Chicago isn’t alone in focusing on improved bus service as a main strategy to improve transit and reduce congestion. Not only is it faster and cheaper to implement and operate bus service than it is rail service, but the way the world thinks about buses is changing. Cities such as Curitiba, Brazil, and Bogota, Columbia, are leading the way with systems that have it all: dedicated lanes, prepaid boarding, and buses with two large doors that open to allow many passengers to board at the same time (much like an airport shuttle or, even more to the point, a subway car.)

In the U.S., other cities also received funding to experiment with elements of bus rapid transit, including New York, which will also have additional bus-only lanes by 2012. This is a great first step toward bus rapid transit.

As for the future of bus service in Chicago, New York, and other U.S. cities, I love this quote from Kyle Wiswall, general counsel for the Tri-State Transportation Campaign (complements of a great post by Victoria Broadus on The City Fix): “When [New York] adopts a world-class Bus Rapid Transit system, people are going to have a tough time, efficiency-wise, telling a bus apart from a subway – it’s going to be like a subway with a view.” 

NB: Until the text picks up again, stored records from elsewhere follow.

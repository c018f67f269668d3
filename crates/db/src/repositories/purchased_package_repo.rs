//! Entitlement ledger: `purchased_packages`, `package_allocations` and
//! `session_reservations`.
//!
//! [`PurchasedPackageRepo::reserve_session`] and
//! [`PurchasedPackageRepo::release_session`] are the only writers of
//! `sessions_consumed`. Both must run inside the caller's transaction.

use std::collections::HashMap;

use academy_core::entitlement::{self, AllocationUsage};
use academy_core::error::{BookingError, CoreError};
use academy_core::types::{Date, DbId, ReservationToken};
use sqlx::{PgConnection, PgExecutor, PgPool};
use uuid::Uuid;

use crate::error::LedgerResult;
use crate::models::purchased_package::{
    PackageAllocation, PurchasedPackage, PurchasedPackageDetail, SessionReservation,
};
use crate::repositories::MasterPackageRepo;

const COLUMNS: &str = "id, owner_id, master_package_id, package_name, total_sessions, \
    purchased_on, expiry_date, renewed_from_id, created_at, updated_at";

const ALLOCATION_COLUMNS: &str = "id, purchased_package_id, course_id, course_name, sort_order, \
    sessions_allotted, sessions_consumed, created_at, updated_at";

const RESERVATION_COLUMNS: &str = "id, token, purchased_package_id, course_id, booking_id, \
    released_at, created_at, updated_at";

pub struct PurchasedPackageRepo;

impl PurchasedPackageRepo {
    // ── Purchase path ────────────────────────────────────────────────

    /// Create a purchased package from a catalog package.
    ///
    /// This is the single purchase path: checkout completion and renewal
    /// both land here. Allocations are copied from the catalog's course lines
    /// and the expiry is `today + validity_days`.
    pub async fn purchase(
        conn: &mut PgConnection,
        owner_id: DbId,
        master_package_id: DbId,
        today: Date,
        renewed_from_id: Option<DbId>,
    ) -> LedgerResult<PurchasedPackageDetail> {
        let master = MasterPackageRepo::find_by_id(&mut *conn, master_package_id)
            .await?
            .ok_or(BookingError::NotFound {
                entity: "Package",
                id: master_package_id,
            })?;
        if !master.is_active {
            return Err(CoreError::Conflict(format!(
                "Package '{}' is no longer offered",
                master.name
            ))
            .into());
        }

        let lines = MasterPackageRepo::list_courses(&mut *conn, master_package_id).await?;
        let usage: Vec<AllocationUsage> = lines
            .iter()
            .map(|l| AllocationUsage {
                course_id: l.course_id,
                sessions_allotted: l.sessions,
                sessions_consumed: 0,
            })
            .collect();
        let total_sessions: i32 = usage.iter().map(|u| u.sessions_allotted).sum();
        entitlement::validate_allocations(total_sessions, &usage).map_err(|msg| {
            CoreError::Internal(format!(
                "Catalog package {master_package_id} is malformed: {msg}"
            ))
        })?;

        let expiry_date = entitlement::expiry_for(today, master.validity_days);

        let query = format!(
            "INSERT INTO purchased_packages
                (owner_id, master_package_id, package_name, total_sessions,
                 purchased_on, expiry_date, renewed_from_id)
             VALUES ($1, $2, $3, $4, $5, $6, $7)
             RETURNING {COLUMNS}"
        );
        let package = sqlx::query_as::<_, PurchasedPackage>(&query)
            .bind(owner_id)
            .bind(master_package_id)
            .bind(&master.name)
            .bind(total_sessions)
            .bind(today)
            .bind(expiry_date)
            .bind(renewed_from_id)
            .fetch_one(&mut *conn)
            .await?;

        let alloc_query = format!(
            "INSERT INTO package_allocations
                (purchased_package_id, course_id, course_name, sort_order, sessions_allotted)
             VALUES ($1, $2, $3, $4, $5)
             RETURNING {ALLOCATION_COLUMNS}"
        );
        let mut allocations = Vec::with_capacity(lines.len());
        for (position, line) in lines.iter().enumerate() {
            let allocation = sqlx::query_as::<_, PackageAllocation>(&alloc_query)
                .bind(package.id)
                .bind(line.course_id)
                .bind(&line.course_name)
                .bind(position as i32)
                .bind(line.sessions)
                .fetch_one(&mut *conn)
                .await?;
            allocations.push(allocation);
        }

        tracing::info!(
            package_id = package.id,
            owner_id,
            master_package_id,
            total_sessions,
            %expiry_date,
            renewed_from_id,
            "Package purchased",
        );

        Ok(PurchasedPackageDetail::evaluate(package, allocations, today))
    }

    /// Complete a purchase in its own transaction.
    pub async fn purchase_for_owner(
        pool: &PgPool,
        owner_id: DbId,
        master_package_id: DbId,
        today: Date,
    ) -> LedgerResult<PurchasedPackageDetail> {
        let mut tx = pool.begin().await?;
        let detail = Self::purchase(&mut tx, owner_id, master_package_id, today, None).await?;
        tx.commit().await?;
        Ok(detail)
    }

    /// Buy the same catalog package again.
    ///
    /// Never touches the old package; the new one records `renewed_from_id`.
    /// Renewing a package that is still active is allowed.
    pub async fn renew(
        pool: &PgPool,
        owner_id: DbId,
        package_id: DbId,
        today: Date,
    ) -> LedgerResult<PurchasedPackageDetail> {
        let mut tx = pool.begin().await?;

        let old = Self::find_row_for_owner(&mut *tx, owner_id, package_id)
            .await?
            .ok_or(BookingError::NotFound {
                entity: "Package",
                id: package_id,
            })?;

        let detail = Self::purchase(
            &mut tx,
            owner_id,
            old.master_package_id,
            today,
            Some(old.id),
        )
        .await?;

        tx.commit().await?;
        Ok(detail)
    }

    // ── Reads ────────────────────────────────────────────────────────

    async fn find_row_for_owner<'e>(
        executor: impl PgExecutor<'e>,
        owner_id: DbId,
        id: DbId,
    ) -> Result<Option<PurchasedPackage>, sqlx::Error> {
        let query =
            format!("SELECT {COLUMNS} FROM purchased_packages WHERE id = $1 AND owner_id = $2");
        sqlx::query_as::<_, PurchasedPackage>(&query)
            .bind(id)
            .bind(owner_id)
            .fetch_optional(executor)
            .await
    }

    /// Allocations of one package in catalog order.
    pub async fn list_allocations<'e>(
        executor: impl PgExecutor<'e>,
        package_id: DbId,
    ) -> Result<Vec<PackageAllocation>, sqlx::Error> {
        let query = format!(
            "SELECT {ALLOCATION_COLUMNS} FROM package_allocations
             WHERE purchased_package_id = $1
             ORDER BY sort_order, id"
        );
        sqlx::query_as::<_, PackageAllocation>(&query)
            .bind(package_id)
            .fetch_all(executor)
            .await
    }

    /// A package with its allocations, if it exists and belongs to `owner_id`.
    pub async fn find_for_owner(
        pool: &PgPool,
        owner_id: DbId,
        id: DbId,
        today: Date,
    ) -> Result<Option<PurchasedPackageDetail>, sqlx::Error> {
        let Some(package) = Self::find_row_for_owner(pool, owner_id, id).await? else {
            return Ok(None);
        };
        let allocations = Self::list_allocations(pool, id).await?;
        Ok(Some(PurchasedPackageDetail::evaluate(
            package,
            allocations,
            today,
        )))
    }

    /// Every package of an owner, newest first.
    pub async fn list_by_owner(
        pool: &PgPool,
        owner_id: DbId,
        today: Date,
    ) -> Result<Vec<PurchasedPackageDetail>, sqlx::Error> {
        let query = format!(
            "SELECT {COLUMNS} FROM purchased_packages
             WHERE owner_id = $1
             ORDER BY purchased_on DESC, id DESC"
        );
        let packages = sqlx::query_as::<_, PurchasedPackage>(&query)
            .bind(owner_id)
            .fetch_all(pool)
            .await?;

        let ids: Vec<DbId> = packages.iter().map(|p| p.id).collect();
        let alloc_query = format!(
            "SELECT {ALLOCATION_COLUMNS} FROM package_allocations
             WHERE purchased_package_id = ANY($1)
             ORDER BY purchased_package_id, sort_order, id"
        );
        let allocations = sqlx::query_as::<_, PackageAllocation>(&alloc_query)
            .bind(&ids)
            .fetch_all(pool)
            .await?;

        let mut by_package: HashMap<DbId, Vec<PackageAllocation>> = HashMap::new();
        for allocation in allocations {
            by_package
                .entry(allocation.purchased_package_id)
                .or_default()
                .push(allocation);
        }

        Ok(packages
            .into_iter()
            .map(|p| {
                let allocations = by_package.remove(&p.id).unwrap_or_default();
                PurchasedPackageDetail::evaluate(p, allocations, today)
            })
            .collect())
    }

    pub async fn find_reservation<'e>(
        executor: impl PgExecutor<'e>,
        token: ReservationToken,
    ) -> Result<Option<SessionReservation>, sqlx::Error> {
        let query =
            format!("SELECT {RESERVATION_COLUMNS} FROM session_reservations WHERE token = $1");
        sqlx::query_as::<_, SessionReservation>(&query)
            .bind(token)
            .fetch_optional(executor)
            .await
    }

    // ── Reserve / release ────────────────────────────────────────────

    /// Consume one session of `course_id` from a package.
    ///
    /// Checks, in order: the package exists and belongs to `owner_id`; it has
    /// not expired; the course is allocated; a session is left for it. The
    /// session date must also fall before the expiry. Locks the allocation
    /// row until the caller's transaction ends.
    pub async fn reserve_session(
        conn: &mut PgConnection,
        owner_id: DbId,
        package_id: DbId,
        course_id: DbId,
        session_date: Date,
        today: Date,
    ) -> LedgerResult<SessionReservation> {
        let package = Self::find_row_for_owner(&mut *conn, owner_id, package_id)
            .await?
            .ok_or(BookingError::NotFound {
                entity: "Package",
                id: package_id,
            })?;

        let query = format!(
            "SELECT {ALLOCATION_COLUMNS} FROM package_allocations
             WHERE purchased_package_id = $1 AND course_id = $2
             FOR UPDATE"
        );
        let allocation = sqlx::query_as::<_, PackageAllocation>(&query)
            .bind(package_id)
            .bind(course_id)
            .fetch_optional(&mut *conn)
            .await?;

        let usage = allocation.as_ref().map(PackageAllocation::usage);
        entitlement::check_reservable(
            package_id,
            course_id,
            package.expiry_date,
            usage.as_ref(),
            today,
        )?;
        entitlement::check_date_within_entitlement(package_id, package.expiry_date, session_date)?;

        sqlx::query(
            "UPDATE package_allocations SET sessions_consumed = sessions_consumed + 1 \
             WHERE purchased_package_id = $1 AND course_id = $2",
        )
        .bind(package_id)
        .bind(course_id)
        .execute(&mut *conn)
        .await?;

        let insert = format!(
            "INSERT INTO session_reservations (token, purchased_package_id, course_id)
             VALUES ($1, $2, $3)
             RETURNING {RESERVATION_COLUMNS}"
        );
        let reservation = sqlx::query_as::<_, SessionReservation>(&insert)
            .bind(Uuid::new_v4())
            .bind(package_id)
            .bind(course_id)
            .fetch_one(&mut *conn)
            .await?;

        tracing::debug!(
            package_id,
            course_id,
            token = %reservation.token,
            "Session reserved",
        );
        Ok(reservation)
    }

    /// Give a reserved session back to its allocation.
    ///
    /// Idempotent per token: only the first call restores a session and
    /// returns `true`; later calls (or unknown tokens) return `false`.
    pub async fn release_session(
        conn: &mut PgConnection,
        token: ReservationToken,
    ) -> Result<bool, sqlx::Error> {
        let released: Option<(DbId, DbId)> = sqlx::query_as(
            "UPDATE session_reservations SET released_at = NOW() \
             WHERE token = $1 AND released_at IS NULL \
             RETURNING purchased_package_id, course_id",
        )
        .bind(token)
        .fetch_optional(&mut *conn)
        .await?;

        let Some((package_id, course_id)) = released else {
            tracing::debug!(%token, "Reservation already released");
            return Ok(false);
        };

        sqlx::query(
            "UPDATE package_allocations SET sessions_consumed = sessions_consumed - 1 \
             WHERE purchased_package_id = $1 AND course_id = $2",
        )
        .bind(package_id)
        .bind(course_id)
        .execute(&mut *conn)
        .await?;

        tracing::debug!(package_id, course_id, %token, "Session released");
        Ok(true)
    }

    /// Record which booking a reservation paid for.
    pub async fn attach_booking(
        conn: &mut PgConnection,
        token: ReservationToken,
        booking_id: DbId,
    ) -> Result<(), sqlx::Error> {
        sqlx::query("UPDATE session_reservations SET booking_id = $2 WHERE token = $1")
            .bind(token)
            .bind(booking_id)
            .execute(conn)
            .await?;
        Ok(())
    }
}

A subway with a view. That’s the ultimate goal. Meanwhile, I’m excited to see Chicago and other U.S. cities begin to improve our buses, which may very well be the future of urban transit.


  1. 1. Regillio from rXBcpudUXOguVXlop on December 11, 2012

    I just finished renaidg all these comments great insights from everyone. And it's hard to hear sometimes, but I think at the root of it are some very helpful perspectives. I'm also one of the people who chooses to ride the bus, even though I have a car and can certainly get to/from work and school in it a bit more quickly. Some people, shockingly or not, just simply don't like to drive. I feel like I've started my day in a much better place mentally and emotionally if I can avoid road rage filled drivers, accidents and backups, and people weaving in and out at the 55/Memorial Drive/PSB exit nonsense when I head downtown. I also get fresh air and a bit of zoning out time when I wait for the bus/train.I have the luxury of using a student pass from UMSL right now so I don't have to pay any extra and can choose to hop on a bus any morning I have the time and don't feel like driving (and don't have out of office meetings). But I haven't gotten to the point where I do it every day.The thing that keeps me from doing that is a 40 minute door-to-door commute for 5.5 miles (bus and train), vs. a 15 min door-to-door commute by car. Some days I just NEED that extra 15 minutes or so in the morning. Or it's too cold.I agree that we need tools that will entice folks who WANT to like/use/support transit but can't quite make the jump, such as the GPS tracking of buses so you know how long till they'll be at your stop (approx.). DC has this, I saw it in action this fall. Very cool. Also, easier fares (cash-free cards), which I realize is in the works for the relatively near future. And of course, things like correct signage/directionals/bus depot comfort would all improve the image of being a bus rider.I know Metro doesn't own the CWE bus depot, Wash U does, but who else would know that from the looks of it? The station gets very dirty and at times last summer would smell like trash and urine. There aren't enough benches, and the ones that are there are metal and freezing in the winter. All these things make it somewhat unpleasant to wait for your bus there. I appreciate all of the comments people have taken the time to leave, and also Metro for asking us. Viva la bus!